Frequency Improved Legendre Memory Model (FiLM)

Updated 16 March 2026

FiLM integrates Legendre polynomial-based memory with Fourier denoising and low-rank methods, achieving up to 22.6% MSE reduction in forecasts.
Its modular design allows easy plug-in with existing models, boosting performance on both multivariate and univariate benchmarks.
Empirical evaluations demonstrate significant efficiency gains with 80% fewer parameters and linear scaling in memory usage and training time.

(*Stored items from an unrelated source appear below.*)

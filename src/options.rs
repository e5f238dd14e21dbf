//! Strongly typed render options.
//!
//! Callers hand the engine a flat JSON object of named parameters. [`RenderOptions::from_json`]
//! is the single place where those values are coerced, defaulted and clamped; every pipeline
//! stage afterwards reads plain typed fields.

use serde::{Deserialize, Serialize};
use serde_json::{Map, Value};

use crate::foundation::color::{Rgb8, clamp_f32};

/// Logo placement strategy, selected by `template_id`.
#[derive(Clone, Copy, Debug, Default, PartialEq, Eq, Serialize, Deserialize)]
#[serde(rename_all = "lowercase")]
pub enum Template {
    /// Width proportional to the canvas, centred on a vertical anchor.
    #[default]
    Default,
    /// Fit into a fixed bounding box, never upscaling.
    UniformLogo,
}

#[derive(Clone, Copy, Debug, Default, PartialEq, Eq, Serialize, Deserialize)]
#[serde(rename_all = "lowercase")]
pub enum LogoMode {
    #[default]
    Stock,
    Match,
    Hex,
    None,
}

#[derive(Clone, Copy, Debug, Default, PartialEq, Eq, Serialize, Deserialize)]
#[serde(rename_all = "lowercase")]
pub enum TextAlign {
    Left,
    #[default]
    Center,
    Right,
}

#[derive(Clone, Copy, Debug, Default, PartialEq, Eq, Serialize, Deserialize)]
#[serde(rename_all = "lowercase")]
pub enum TextTransform {
    None,
    #[default]
    Uppercase,
    Lowercase,
    Capitalize,
}

/// Base poster knobs: cover-fit and the effect chain.
#[derive(Clone, Debug, PartialEq, Serialize)]
pub struct EffectOptions {
    pub poster_zoom: f32,
    pub poster_shift_y: f32,
    pub matte_height_ratio: f32,
    pub fade_height_ratio: f32,
    pub vignette_strength: f32,
    pub grain_amount: f32,
    pub wash_strength: f32,
}

impl Default for EffectOptions {
    fn default() -> Self {
        Self {
            poster_zoom: 1.0,
            poster_shift_y: 0.0,
            matte_height_ratio: 0.0,
            fade_height_ratio: 0.0,
            vignette_strength: 0.0,
            grain_amount: 0.0,
            wash_strength: 0.0,
        }
    }
}

#[derive(Clone, Debug, PartialEq, Serialize)]
pub struct LogoOptions {
    pub mode: LogoMode,
    pub hex: Rgb8,
    pub scale: f32,
    pub offset: f32,
    pub box_max_w: u32,
    pub box_max_h: u32,
    pub box_offset_x: f32,
    pub box_offset_y: f32,
    pub override_enabled: bool,
    pub override_scale: Option<f32>,
    pub override_offset_y: Option<f32>,
}

impl Default for LogoOptions {
    fn default() -> Self {
        Self {
            mode: LogoMode::Stock,
            hex: Rgb8::WHITE,
            scale: 0.5,
            offset: 0.75,
            box_max_w: 600,
            box_max_h: 240,
            box_offset_x: 0.5,
            box_offset_y: 0.78,
            override_enabled: false,
            override_scale: None,
            override_offset_y: None,
        }
    }
}

#[derive(Clone, Debug, PartialEq, Serialize)]
pub struct TextOptions {
    pub enabled: bool,
    pub custom_text: String,
    pub movie_title: String,
    pub movie_year: String,
    pub font_family: String,
    pub font_size: u32,
    pub font_weight: u16,
    pub color: Rgb8,
    pub align: TextAlign,
    pub transform: TextTransform,
    pub letter_spacing: i32,
    pub line_height: f32,
    pub position_y: f32,
    pub shadow_enabled: bool,
    pub shadow_blur: u32,
    pub shadow_offset_x: i32,
    pub shadow_offset_y: i32,
    pub shadow_color: Rgb8,
    pub shadow_opacity: f32,
    pub stroke_enabled: bool,
    pub stroke_width: u32,
    pub stroke_color: Rgb8,
}

impl Default for TextOptions {
    fn default() -> Self {
        Self {
            enabled: false,
            custom_text: String::new(),
            movie_title: String::new(),
            movie_year: String::new(),
            font_family: "Arial".to_owned(),
            font_size: 120,
            font_weight: 700,
            color: Rgb8::WHITE,
            align: TextAlign::Center,
            transform: TextTransform::Uppercase,
            letter_spacing: 2,
            line_height: 1.2,
            position_y: 0.75,
            shadow_enabled: true,
            shadow_blur: 10,
            shadow_offset_x: 0,
            shadow_offset_y: 4,
            shadow_color: Rgb8::BLACK,
            shadow_opacity: 0.8,
            stroke_enabled: false,
            stroke_width: 4,
            stroke_color: Rgb8::BLACK,
        }
    }
}

#[derive(Clone, Debug, PartialEq, Serialize)]
pub struct BorderOptions {
    pub enabled: bool,
    pub width_px: u32,
    pub color: Rgb8,
}

impl Default for BorderOptions {
    fn default() -> Self {
        Self {
            enabled: false,
            width_px: 0,
            color: Rgb8::WHITE,
        }
    }
}

/// Immutable, fully defaulted and clamped option record for one render.
#[derive(Clone, Debug, Default, PartialEq, Serialize)]
pub struct RenderOptions {
    pub template: Template,
    pub effects: EffectOptions,
    pub logo: LogoOptions,
    pub text: TextOptions,
    pub border: BorderOptions,
}

impl RenderOptions {
    /// Build options from any JSON value. Non-objects yield the defaults.
    pub fn from_json(value: &Value) -> Self {
        match value.as_object() {
            Some(map) => Self::from_map(map),
            None => {
                tracing::debug!("render options are not a JSON object; using defaults");
                Self::default()
            }
        }
    }

    /// Build options from a flat key/value map. Unknown keys are ignored, malformed values
    /// fall back to their defaults and numeric values are clamped to their documented ranges.
    pub fn from_map(map: &Map<String, Value>) -> Self {
        let r = Reader { map };
        let d = Self::default();

        let template = match r.string("template_id").as_deref().map(str::trim) {
            Some("uniformlogo" | "uniform_logo" | "uniform-logo") => Template::UniformLogo,
            _ => Template::Default,
        };

        let effects = EffectOptions {
            poster_zoom: r.f32("poster_zoom", d.effects.poster_zoom).max(0.01),
            poster_shift_y: clamp_f32(r.f32("poster_shift_y", d.effects.poster_shift_y), -0.5, 0.5),
            matte_height_ratio: clamp_f32(
                r.f32("matte_height_ratio", d.effects.matte_height_ratio),
                0.0,
                0.5,
            ),
            fade_height_ratio: clamp_f32(
                r.f32("fade_height_ratio", d.effects.fade_height_ratio),
                0.0,
                0.5,
            ),
            vignette_strength: clamp_f32(
                r.f32("vignette_strength", d.effects.vignette_strength),
                0.0,
                1.0,
            ),
            grain_amount: clamp_f32(r.f32("grain_amount", d.effects.grain_amount), 0.0, 0.6),
            wash_strength: {
                let v = r
                    .f32_opt("wash_strength")
                    .or_else(|| r.f32_opt("v12_wash_strength"))
                    .unwrap_or(d.effects.wash_strength);
                clamp_f32(v, 0.0, 1.0)
            },
        };

        let logo_mode = match r.string("logo_mode").as_deref().map(str::trim) {
            Some("match") => LogoMode::Match,
            Some("hex") => LogoMode::Hex,
            Some("none") => LogoMode::None,
            _ => LogoMode::Stock,
        };
        let box_offset_y = clamp_f32(r.f32("uniform_logo_offset_y", d.logo.box_offset_y), 0.0, 1.0);
        let logo = LogoOptions {
            mode: logo_mode,
            hex: r.color("logo_hex", d.logo.hex),
            scale: clamp_f32(r.f32("logo_scale", d.logo.scale), 0.1, 1.0),
            offset: clamp_f32(r.f32("logo_offset", d.logo.offset), 0.0, 1.0),
            box_max_w: r.u32("uniform_logo_max_w", d.logo.box_max_w).max(1),
            box_max_h: r.u32("uniform_logo_max_h", d.logo.box_max_h).max(1),
            box_offset_x: clamp_f32(r.f32("uniform_logo_offset_x", d.logo.box_offset_x), 0.0, 1.0),
            box_offset_y,
            override_enabled: r.bool("uniform_logo_override_enabled", false),
            override_scale: r
                .f32_opt("uniform_logo_override_scale")
                .filter(|s| *s > 0.0)
                .map(|s| s.min(4.0)),
            override_offset_y: r
                .f32_opt("uniform_logo_override_offset_y")
                .map(|v| clamp_f32(v, 0.0, 1.0)),
        };

        let text = TextOptions {
            enabled: r.bool("text_overlay_enabled", d.text.enabled),
            custom_text: r.string("custom_text").unwrap_or_default(),
            movie_title: r.string("movie_title").unwrap_or_default(),
            movie_year: r.string("movie_year").unwrap_or_default(),
            font_family: r
                .string("font_family")
                .map(|s| s.trim().to_owned())
                .filter(|s| !s.is_empty())
                .unwrap_or(d.text.font_family),
            font_size: r.u32("font_size", d.text.font_size).clamp(4, 1000),
            font_weight: r.weight("font_weight", d.text.font_weight),
            color: r.color("text_color", d.text.color),
            align: match r.string("text_align").as_deref().map(str::trim) {
                Some("left") => TextAlign::Left,
                Some("right") => TextAlign::Right,
                _ => TextAlign::Center,
            },
            transform: match r.string("text_transform").as_deref().map(str::trim) {
                Some("none") => TextTransform::None,
                Some("lowercase") => TextTransform::Lowercase,
                Some("capitalize") => TextTransform::Capitalize,
                _ => TextTransform::Uppercase,
            },
            letter_spacing: r.i32("letter_spacing", d.text.letter_spacing).clamp(-50, 200),
            line_height: clamp_f32(r.f32("line_height", d.text.line_height), 0.5, 4.0),
            position_y: clamp_f32(r.f32("position_y", d.text.position_y), 0.0, 1.0),
            shadow_enabled: r.bool("shadow_enabled", d.text.shadow_enabled),
            shadow_blur: r.u32("shadow_blur", d.text.shadow_blur).min(100),
            shadow_offset_x: r.i32("shadow_offset_x", d.text.shadow_offset_x).clamp(-200, 200),
            shadow_offset_y: r.i32("shadow_offset_y", d.text.shadow_offset_y).clamp(-200, 200),
            shadow_color: r.color("shadow_color", d.text.shadow_color),
            shadow_opacity: clamp_f32(r.f32("shadow_opacity", d.text.shadow_opacity), 0.0, 1.0),
            stroke_enabled: r.bool("stroke_enabled", d.text.stroke_enabled),
            stroke_width: r.u32("stroke_width", d.text.stroke_width).min(50),
            stroke_color: r.color("stroke_color", d.text.stroke_color),
        };

        let border = BorderOptions {
            enabled: r.bool("border_enabled", d.border.enabled),
            width_px: r.u32("border_px", d.border.width_px).min(500),
            color: r.color("border_color", d.border.color),
        };

        Self {
            template,
            effects,
            logo,
            text,
            border,
        }
    }
}

/// Lenient typed reads over the raw option map.
struct Reader<'a> {
    map: &'a Map<String, Value>,
}

impl Reader<'_> {
    fn get(&self, key: &str) -> Option<&Value> {
        self.map.get(key).filter(|v| !v.is_null())
    }

    fn f64_opt(&self, key: &str) -> Option<f64> {
        let v = self.get(key)?;
        let n = match v {
            Value::Number(n) => n.as_f64(),
            Value::String(s) => s.trim().parse::<f64>().ok(),
            Value::Bool(b) => Some(if *b { 1.0 } else { 0.0 }),
            _ => None,
        };
        match n {
            Some(n) if n.is_finite() => Some(n),
            _ => {
                tracing::debug!(key, value = %v, "ignoring malformed numeric option");
                None
            }
        }
    }

    fn f32_opt(&self, key: &str) -> Option<f32> {
        self.f64_opt(key).map(|n| n as f32)
    }

    fn f32(&self, key: &str, default: f32) -> f32 {
        self.f32_opt(key).unwrap_or(default)
    }

    fn i32(&self, key: &str, default: i32) -> i32 {
        self.f64_opt(key)
            .map(|n| n.trunc().clamp(f64::from(i32::MIN), f64::from(i32::MAX)) as i32)
            .unwrap_or(default)
    }

    fn u32(&self, key: &str, default: u32) -> u32 {
        self.f64_opt(key)
            .map(|n| n.trunc().clamp(0.0, f64::from(u32::MAX)) as u32)
            .unwrap_or(default)
    }

    fn bool(&self, key: &str, default: bool) -> bool {
        let Some(v) = self.get(key) else {
            return default;
        };
        match v {
            Value::Bool(b) => *b,
            Value::Number(n) => n.as_f64().is_some_and(|n| n != 0.0),
            Value::String(s) => match s.trim().to_ascii_lowercase().as_str() {
                "true" | "1" | "yes" | "on" => true,
                "false" | "0" | "no" | "off" | "" => false,
                _ => {
                    tracing::debug!(key, value = %v, "ignoring malformed boolean option");
                    default
                }
            },
            _ => default,
        }
    }

    fn string(&self, key: &str) -> Option<String> {
        match self.get(key)? {
            Value::String(s) => Some(s.clone()),
            Value::Number(n) => Some(n.to_string()),
            Value::Bool(b) => Some(b.to_string()),
            _ => None,
        }
    }

    fn color(&self, key: &str, default: Rgb8) -> Rgb8 {
        match self.string(key) {
            Some(s) => Rgb8::from_hex(&s).unwrap_or_else(|| {
                tracing::debug!(key, value = %s, "ignoring malformed hex color option");
                default
            }),
            None => default,
        }
    }

    fn weight(&self, key: &str, default: u16) -> u16 {
        if let Some(s) = self.string(key) {
            match s.trim().to_ascii_lowercase().as_str() {
                "thin" => return 100,
                "light" => return 300,
                "normal" | "regular" => return 400,
                "medium" => return 500,
                "semibold" => return 600,
                "bold" => return 700,
                "black" | "heavy" => return 900,
                _ => {}
            }
        }
        self.f64_opt(key)
            .map(|n| n.round().clamp(100.0, 900.0) as u16)
            .unwrap_or(default)
    }
}

#[cfg(test)]
#[path = "../tests/unit/options.rs"]
mod tests;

The Frequency Improved Legendre Memory Model (FiLM) is a neural architecture for long-term time series forecasting that integrates Legendre polynomial projections, Fourier-based denoising, and low-rank parameterization. FiLM systematically enhances the representation and utilization of historical information within deep time-series models, delivering accuracy and efficiency gains over contemporary alternatives such as FEDformer, Autoformer, and S4. Its modular design enables direct integration as a plug-in layer for existing deep learning forecasters, and empirical results demonstrate significant improvements in both multivariate and univariate forecasting benchmarks (Zhou et al., 2022).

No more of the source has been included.